- French poster
- Directed by: Jack Raymond
- Written by: Paul England; Claude Hulbert; Bert Lee; Jack Marks; R. P. Weston;
- Produced by: Herbert Wilcox
- Starring: Sydney Howard; Joan Maude; Cecil Humphreys;
- Cinematography: Cyril Bristow; Freddie Young;
- Music by: Lew Stone; Harris Weston;
- Production company: British and Dominions
- Distributed by: Woolf & Freedman Film Service
- Release date: 1933;
- Running time: 68 minutes
- Country: United Kingdom
- Language: English

= It's a King =

1933 film

It's a King (also known as Herbert, Roi Malgré Lui ) is a 1933 British comedy film directed by Jack Raymond and starring Sydney Howard, Joan Maude and Cecil Humphreys. It was written by Paul England, Claude Hulbert, Bert Lee, Jack Marks and R. P. Weston, and made at Elstree Studios by the producer Herbert Wilcox's British and Dominions company.

==Plot==
Farce in which insurance agent Albert King is discovered to be the exact double of the king of Helgia, and even has his name in reverse (King Albert). Insurance man Albert enjoys a romance with a princess, before finally saving the King from assassination by anarchists.

==Cast==
- Sydney Howard as Albert King / King Albert
- Joan Maude as Princess Yasma
- Cecil Humphreys as Count Yendoff
- George De Warfaz as Colonel Brandt
- Arthur Goullet as Leader
- Franklyn Bellamy as Salvatore
- Bela Berkes as himself
- Lew Stone as himself

==Reception==

Film Weekly wrote: "Easy-going comedy, full of rather naive humour. Amusing – of its type."

Kine Weekly wrote: "Riotous, irresponsitle Ruritanian nonsense, put over in a big way. The story is bright, and has been embellished with new gags and touches of light satire, and its clean, sefreshing, artless humour is interpreted with irresistible effect by Sydney Howard, who is immense in a dual role. The direcor, Jack Raymond, has spared neither brains nor expense to make the film a winner, and its box-office success is never in question. Excellent comedy attraction."

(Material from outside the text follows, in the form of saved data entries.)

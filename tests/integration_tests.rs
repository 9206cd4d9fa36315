use cleanskies::parser::{ParseError, ParseOptions, read_readings};
use cleanskies::pipeline::{find_by_city, find_by_zip_code, process_readings, process_text};
use cleanskies::summary::BatchSummary;
use cleanskies::trend::generate_trend_seeded;
use cleanskies::{AirQualityStatus, calculate_aqi};

const FIXTURE: &str = concat!(env!("CARGO_MANIFEST_DIR"), "/tests/fixtures/mixed_readings.csv");

#[test]
fn test_full_pipeline() {
    let readings = read_readings(FIXTURE, &ParseOptions::default()).expect("Failed to read fixture");
    let classified = process_readings(readings);

    assert_eq!(classified.len(), 4);

    let springfield = &classified[0];
    assert_eq!(springfield.reading.city.as_deref(), Some("Springfield"));
    assert_eq!(springfield.reading.so2, Some(2.0));
    assert_eq!(springfield.reading.temperature, Some(21.5));
    assert_eq!(springfield.reading.wind_speed, Some(12.0));
    assert_eq!(springfield.reading.timestamp.as_deref(), Some("2024-05-01"));
    assert_eq!(springfield.aqi, 33);
    assert_eq!(springfield.status, AirQualityStatus::Clean);

    // pm10 "abc" and empty no2 both fall back to 0
    let peoria = &classified[1];
    assert_eq!(peoria.reading.pm10, 0.0);
    assert_eq!(peoria.reading.no2, 0.0);
    assert_eq!(peoria.reading.humidity, Some(0.0));
    assert_eq!(peoria.aqi, 125);
    assert_eq!(peoria.status, AirQualityStatus::Unhealthy);

    // short row with a negative concentration
    let joliet = &classified[2];
    assert_eq!(joliet.reading.pm25, -4.0);
    assert_eq!(joliet.reading.so2, Some(0.0));
    assert_eq!(joliet.reading.humidity, Some(0.0));
    assert_eq!(joliet.reading.timestamp, None);
    assert_eq!(joliet.aqi, 0);
    assert_eq!(joliet.status, AirQualityStatus::Clean);

    let rockford = &classified[3];
    assert_eq!(rockford.aqi, 100);
    assert_eq!(rockford.status, AirQualityStatus::Moderate);
}

#[test]
fn test_strict_mode_rejects_fixture() {
    let err = read_readings(FIXTURE, &ParseOptions::strict()).unwrap_err();
    match err {
        ParseError::InvalidNumber { line, column, .. } => {
            assert_eq!(line, 3);
            assert_eq!(column, "pm10");
        }
        other => panic!("unexpected error: {other}"),
    }
}

#[test]
fn test_reference_row_from_dashboard() {
    let text = "city,zip_code,pm2.5,pm10,ozone,no2\nChicago,60601,12,25,18,30";
    let classified = process_text(text, &ParseOptions::default()).unwrap();

    assert_eq!(classified.len(), 1);
    assert_eq!(classified[0].aqi, 50);
    assert_eq!(classified[0].status, AirQualityStatus::Clean);
    assert_eq!(calculate_aqi(12.0, 54.0, 54.0, 53.0), 50);
}

#[test]
fn test_lookup_then_trend() {
    let classified = process_readings(read_readings(FIXTURE, &ParseOptions::default()).unwrap());

    let hit = find_by_zip_code(&classified, "61602").unwrap();
    assert_eq!(find_by_city(&classified, "peor").unwrap(), hit);

    let points = generate_trend_seeded(hit.aqi, 2024);
    assert_eq!(points.len(), 15);
    assert_eq!(points[6].time, "Now");
    assert_eq!(points[6].aqi, Some(125));
}

#[test]
fn test_summary_over_fixture() {
    let classified = process_readings(read_readings(FIXTURE, &ParseOptions::default()).unwrap());
    let summary = BatchSummary::from_readings(&classified);

    assert_eq!(summary.total, 4);
    assert_eq!(summary.clean, 2);
    assert_eq!(summary.moderate, 1);
    assert_eq!(summary.unhealthy, 1);
    assert_eq!(summary.hazardous, 0);
    assert_eq!(summary.max_aqi, 125);
    assert_eq!(summary.worst_location.as_deref(), Some("Peoria"));
}

#[test]
fn test_empty_input_is_an_error() {
    let err = process_text(" \n ", &ParseOptions::default()).unwrap_err();
    assert!(matches!(err, ParseError::EmptyInput));
}
//! Client for the remote air-quality backend.
//!
//! [`HttpClient`] is the transport seam, [`BasicClient`] the reqwest-backed
//! implementation, and [`ApiClient`] the typed endpoints on top.

mod backend;
mod basic;
mod client;
pub mod types;

pub use backend::ApiClient;
pub use basic::BasicClient;
pub use client::HttpClient;

use reqwest::StatusCode;
use thiserror::Error;

#[derive(Debug, Error)]
pub enum ApiError {
    #[error("not logged in")]
    NotAuthenticated,

    #[error("invalid URL '{url}': {message}")]
    InvalidUrl { url: String, message: String },

    #[error("{context} request failed with status {status}: {message}")]
    Status {
        context: &'static str,
        status: StatusCode,
        message: String,
    },

    #[error(transparent)]
    Http(#[from] reqwest::Error),
}

impl ApiError {
    /// HTTP status of a rejected request, if the server answered.
    pub fn status(&self) -> Option<StatusCode> {
        match self {
            ApiError::Status { status, .. } => Some(*status),
            ApiError::Http(e) => e.status(),
            _ => None,
        }
    }
}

Picturegoer wrote: "This is Sydney Howard's best to date, a riot of Ruritanian ridiculousness. The gags are good and there is more than a touch of satire in the proceedings."

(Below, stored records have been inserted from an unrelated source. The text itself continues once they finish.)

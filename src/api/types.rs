//! Request and response shapes for the backend API.

use serde::{Deserialize, Serialize};

#[derive(Debug, Clone, Serialize)]
pub struct RegisterRequest {
    pub username: String,
    pub email: String,
    pub password: String,
}

#[derive(Debug, Deserialize)]
pub(crate) struct TokenResponse {
    pub(crate) access_token: String,
    pub(crate) token_type: Option<String>,
}

#[derive(Debug, Clone, PartialEq, Serialize, Deserialize)]
pub struct NotificationPreferences {
    #[serde(default = "yes")]
    pub email: bool,
    #[serde(default = "yes")]
    pub push: bool,
    #[serde(default)]
    pub sms: bool,
}

fn yes() -> bool {
    true
}

/// Per-user alert limits, one per headline pollutant.
#[derive(Debug, Clone, PartialEq, Serialize, Deserialize)]
pub struct AirQualityThresholds {
    #[serde(default = "default_threshold")]
    pub pm25: f64,
    #[serde(default = "default_threshold")]
    pub pm10: f64,
    #[serde(default = "default_threshold")]
    pub o3: f64,
    #[serde(default = "default_threshold")]
    pub no2: f64,
}

fn default_threshold() -> f64 {
    100.0
}

/// Public profile returned by `/api/users/me`.
#[derive(Debug, Clone, PartialEq, Serialize, Deserialize)]
#[serde(rename_all = "camelCase")]
pub struct UserProfile {
    pub id: i64,
    pub username: String,
    pub email: String,
    pub age: Option<u32>,
    pub location: Option<String>,
    pub account_type: Option<String>,
    pub health_conditions: Option<String>,
    pub is_smoker: Option<bool>,
    pub has_allergies: Option<bool>,
    pub respiratory_issues: Option<bool>,
    pub heart_conditions: Option<bool>,
    pub notification_preferences: Option<NotificationPreferences>,
    pub air_quality_thresholds: Option<AirQualityThresholds>,
    pub profile_picture: Option<String>,
}

/// Partial profile update for `PUT /api/users/me`. Unset fields are left
/// out of the body so the backend keeps their current values.
#[derive(Debug, Clone, Default, Serialize)]
#[serde(rename_all = "camelCase")]
pub struct UserUpdate {
    #[serde(skip_serializing_if = "Option::is_none")]
    pub email: Option<String>,
    #[serde(skip_serializing_if = "Option::is_none")]
    pub age: Option<u32>,
    #[serde(skip_serializing_if = "Option::is_none")]
    pub location: Option<String>,
    #[serde(skip_serializing_if = "Option::is_none")]
    pub account_type: Option<String>,
    #[serde(skip_serializing_if = "Option::is_none")]
    pub health_conditions: Option<String>,
    #[serde(skip_serializing_if = "Option::is_none")]
    pub is_smoker: Option<bool>,
    #[serde(skip_serializing_if = "Option::is_none")]
    pub has_allergies: Option<bool>,
    #[serde(skip_serializing_if = "Option::is_none")]
    pub respiratory_issues: Option<bool>,
    #[serde(skip_serializing_if = "Option::is_none")]
    pub heart_conditions: Option<bool>,
    #[serde(skip_serializing_if = "Option::is_none")]
    pub notification_preferences: Option<NotificationPreferences>,
    #[serde(skip_serializing_if = "Option::is_none")]
    pub air_quality_thresholds: Option<AirQualityThresholds>,
    #[serde(skip_serializing_if = "Option::is_none")]
    pub profile_picture: Option<String>,
}

/// One day of recorded pollutant levels.
#[derive(Debug, Clone, PartialEq, Serialize, Deserialize)]
pub struct HistoricalPoint {
    pub date: String,
    pub pm25: f64,
    pub no2: f64,
    pub o3: f64,
}

#[derive(Debug, Clone, PartialEq, Serialize, Deserialize)]
#[serde(rename_all = "camelCase")]
pub struct TrendsResponse {
    pub location_name: String,
    #[serde(default)]
    pub weekly_trends: Vec<HistoricalPoint>,
    #[serde(default)]
    pub monthly_trends: Vec<HistoricalPoint>,
}

#[derive(Debug, Clone, Default, Serialize)]
pub struct ChatQuery {
    pub question: String,
    #[serde(skip_serializing_if = "Option::is_none")]
    pub zip_code: Option<String>,
    #[serde(skip_serializing_if = "Option::is_none")]
    pub health_issue: Option<String>,
    #[serde(skip_serializing_if = "Option::is_none")]
    pub activity: Option<String>,
}

#[derive(Debug, Clone, PartialEq, Deserialize)]
pub struct ChatResponse {
    pub answer: String,
    pub active_zip: String,
}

Variety wrote: "[Howard's] methods are slow and ponderous, giving to all his characterizations the impression of a man half stewed. It's funny on the stage, although a trifle monotonous. In the picture it lacks speed, and footage needs editing. An apparently generous amount was spent on costuming and settings, but there was a paucity of investment in the supporting cast. While having no world-wide appeal, It's a King should do well in the British Isles."